BRIEF. Nothing but the lines from the one with "pub fn statistic_id(region_id: &str, metric_key: &str)" down to the one with "pub struct StatisticPoint" should be returned, exactly and with both ends included, from the material below.
--- DATA IN THIS EXERCISE ---
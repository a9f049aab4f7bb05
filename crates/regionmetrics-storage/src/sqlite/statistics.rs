//! Statistics storage (StatisticsStore port implementation).
//!
//! Points are keyed by millisecond timestamp; `UNIQUE(metadata_id, start_ts)`
//! makes a repeated insert a no-op.

use async_trait::async_trait;
use chrono::{DateTime, Utc};
use regionmetrics_core::error::CoreError;
use regionmetrics_core::models::statistic::{StatisticMetadata, StatisticPoint};
use regionmetrics_core::ports::statistics::StatisticsStore;
use rusqlite::OptionalExtension;
use tracing::debug;

use super::SqliteStatisticsStore;

fn storage_err(context: &str) -> impl Fn(rusqlite::Error) -> CoreError + '_ {
    move |e| CoreError::Storage(format!("{context}: {e}"))
}

fn point_from_row(statistic_id: &str, row: &rusqlite::Row<'_>) -> rusqlite::Result<StatisticPoint> {
    let start_ts: i64 = row.get(0)?;
    let start = DateTime::<Utc>::from_timestamp_millis(start_ts).ok_or_else(|| {
        rusqlite::Error::IntegralValueOutOfRange(0, start_ts)
    })?;

    Ok(StatisticPoint {
        statistic_id: statistic_id.to_string(),
        start,
        mean: row.get(1)?,
        state: row.get(2)?,
    })
}

#[async_trait]
impl StatisticsStore for SqliteStatisticsStore {
    async fn last_point(&self, statistic_id: &str) -> Result<Option<StatisticPoint>, CoreError> {
        let conn = self.lock()?;

        conn.query_row(
            "SELECT s.start_ts, s.mean, s.state
             FROM statistics s
             JOIN statistics_meta m ON m.id = s.metadata_id
             WHERE m.statistic_id = ?1
             ORDER BY s.start_ts DESC
             LIMIT 1",
            rusqlite::params![statistic_id],
            |row| point_from_row(statistic_id, row),
        )
        .optional()
        .map_err(storage_err("failed to query last point"))
    }

    async fn add_point(
        &self,
        metadata: &StatisticMetadata,
        point: &StatisticPoint,
    ) -> Result<bool, CoreError> {
        let mut conn = self.lock()?;
        let tx = conn
            .transaction()
            .map_err(storage_err("failed to begin transaction"))?;

        tx.execute(
            "INSERT INTO statistics_meta (statistic_id, source, name, unit, has_mean, has_sum)
             VALUES (?1, ?2, ?3, ?4, ?5, ?6)
             ON CONFLICT(statistic_id) DO UPDATE SET
                source = excluded.source,
                name = excluded.name,
                unit = excluded.unit,
                has_mean = excluded.has_mean,
                has_sum = excluded.has_sum",
            rusqlite::params![
                metadata.statistic_id,
                metadata.source,
                metadata.name,
                metadata.unit,
                metadata.has_mean,
                metadata.has_sum,
            ],
        )
        .map_err(storage_err("failed to upsert series metadata"))?;

        let metadata_id: i64 = tx
            .query_row(
                "SELECT id FROM statistics_meta WHERE statistic_id = ?1",
                rusqlite::params![metadata.statistic_id],
                |row| row.get(0),
            )
            .map_err(storage_err("failed to resolve series id"))?;

        let inserted = tx
            .execute(
                "INSERT OR IGNORE INTO statistics (metadata_id, start_ts, start, mean, state)
                 VALUES (?1, ?2, ?3, ?4, ?5)",
                rusqlite::params![
                    metadata_id,
                    point.start.timestamp_millis(),
                    point.start.to_rfc3339(),
                    point.mean,
                    point.state,
                ],
            )
            .map_err(storage_err("failed to insert point"))?;

        tx.commit().map_err(storage_err("failed to commit point"))?;

        if inserted == 0 {
            debug!(
                "point already recorded: {} @ {}",
                point.statistic_id,
                point.start.to_rfc3339()
            );
        }
        Ok(inserted > 0)
    }

    async fn get_points(
        &self,
        statistic_id: &str,
        limit: usize,
    ) -> Result<Vec<StatisticPoint>, CoreError> {
        let conn = self.lock()?;

        let mut stmt = conn
            .prepare(
                "SELECT s.start_ts, s.mean, s.state
                 FROM statistics s
                 JOIN statistics_meta m ON m.id = s.metadata_id
                 WHERE m.statistic_id = ?1
                 ORDER BY s.start_ts DESC
                 LIMIT ?2",
            )
            .map_err(storage_err("failed to prepare query"))?;

        let points = stmt
            .query_map(rusqlite::params![statistic_id, limit as i64], |row| {
                point_from_row(statistic_id, row)
            })
            .map_err(storage_err("failed to run query"))?
            .collect::<Result<Vec<_>, _>>()
            .map_err(storage_err("failed to read point"))?;

        Ok(points)
    }

    async fn list_series(&self) -> Result<Vec<StatisticMetadata>, CoreError> {
        let conn = self.lock()?;

        let mut stmt = conn
            .prepare(
                "SELECT statistic_id, source, name, unit, has_mean, has_sum
                 FROM statistics_meta
                 ORDER BY statistic_id",
            )
            .map_err(storage_err("failed to prepare query"))?;

        let series = stmt
            .query_map([], |row| {
                Ok(StatisticMetadata {
                    statistic_id: row.get(0)?,
                    source: row.get(1)?,
                    name: row.get(2)?,
                    unit: row.get(3)?,
                    has_mean: row.get(4)?,
                    has_sum: row.get(5)?,
                })
            })
            .map_err(storage_err("failed to run query"))?
            .collect::<Result<Vec<_>, _>>()
            .map_err(storage_err("failed to read series"))?;

        Ok(series)
    }
}
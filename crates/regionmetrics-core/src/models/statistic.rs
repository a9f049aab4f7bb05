//! Long-term statistics models.

use chrono::{DateTime, Utc};
use serde::{Deserialize, Serialize};

/// Source tag stamped on every series this application writes.
pub const STATISTIC_SOURCE: &str = "starlink_regional_metrics";

/// Stable series identifier for one metric of one region.
pub fn statistic_id(region_id: &str, metric_key: &str) -> String {
    format!("{STATISTIC_SOURCE}:{metric_key}_{region_id}")
}

/// Series metadata, upserted alongside each point.
#[derive(Debug, Clone, PartialEq, Serialize, Deserialize)]
pub struct StatisticMetadata {
    pub statistic_id: String,
    pub source: String,
    /// Display name
    pub name: String,
    /// Unit of measurement
    pub unit: String,
    pub has_mean: bool,
    pub has_sum: bool,
}

impl StatisticMetadata {
    /// Metadata for a mean-only measurement series.
    pub fn measurement(statistic_id: String, name: &str, unit: &str) -> Self {
        Self {
            statistic_id,
            source: STATISTIC_SOURCE.to_string(),
            name: name.to_string(),
            unit: unit.to_string(),
            has_mean: true,
            has_sum: false,
        }
    }
}

/// One recorded point.
#[derive(Debug, Clone, PartialEq, Serialize, Deserialize)]
pub struct StatisticPoint {
    pub statistic_id: String,
    pub start: DateTime<Utc>,
    pub mean: f64,
    pub state: f64,
}

impl StatisticPoint {
    pub fn new(statistic_id: String, start: DateTime<Utc>, value: f64) -> Self {
        Self {
            statistic_id,
            start,
            mean: value,
            state: value,
        }
    }
}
---
TASK SOLUTION.
pub fn statistic_id(region_id: &str, metric_key: &str) -> String {
    format!("{STATISTIC_SOURCE}:{metric_key}_{region_id}")
}

/// Series metadata, upserted alongside each point.
#[derive(Debug, Clone, PartialEq, Serialize, Deserialize)]
pub struct StatisticMetadata {
    pub statistic_id: String,
    pub source: String,
    /// Display name
    pub name: String,
    /// Unit of measurement
    pub unit: String,
    pub has_mean: bool,
    pub has_sum: bool,
}

impl StatisticMetadata {
    /// Metadata for a mean-only measurement series.
    pub fn measurement(statistic_id: String, name: &str, unit: &str) -> Self {
        Self {
            statistic_id,
            source: STATISTIC_SOURCE.to_string(),
            name: name.to_string(),
            unit: unit.to_string(),
            has_mean: true,
            has_sum: false,
        }
    }
}

/// One recorded point.
#[derive(Debug, Clone, PartialEq, Serialize, Deserialize)]
pub struct StatisticPoint {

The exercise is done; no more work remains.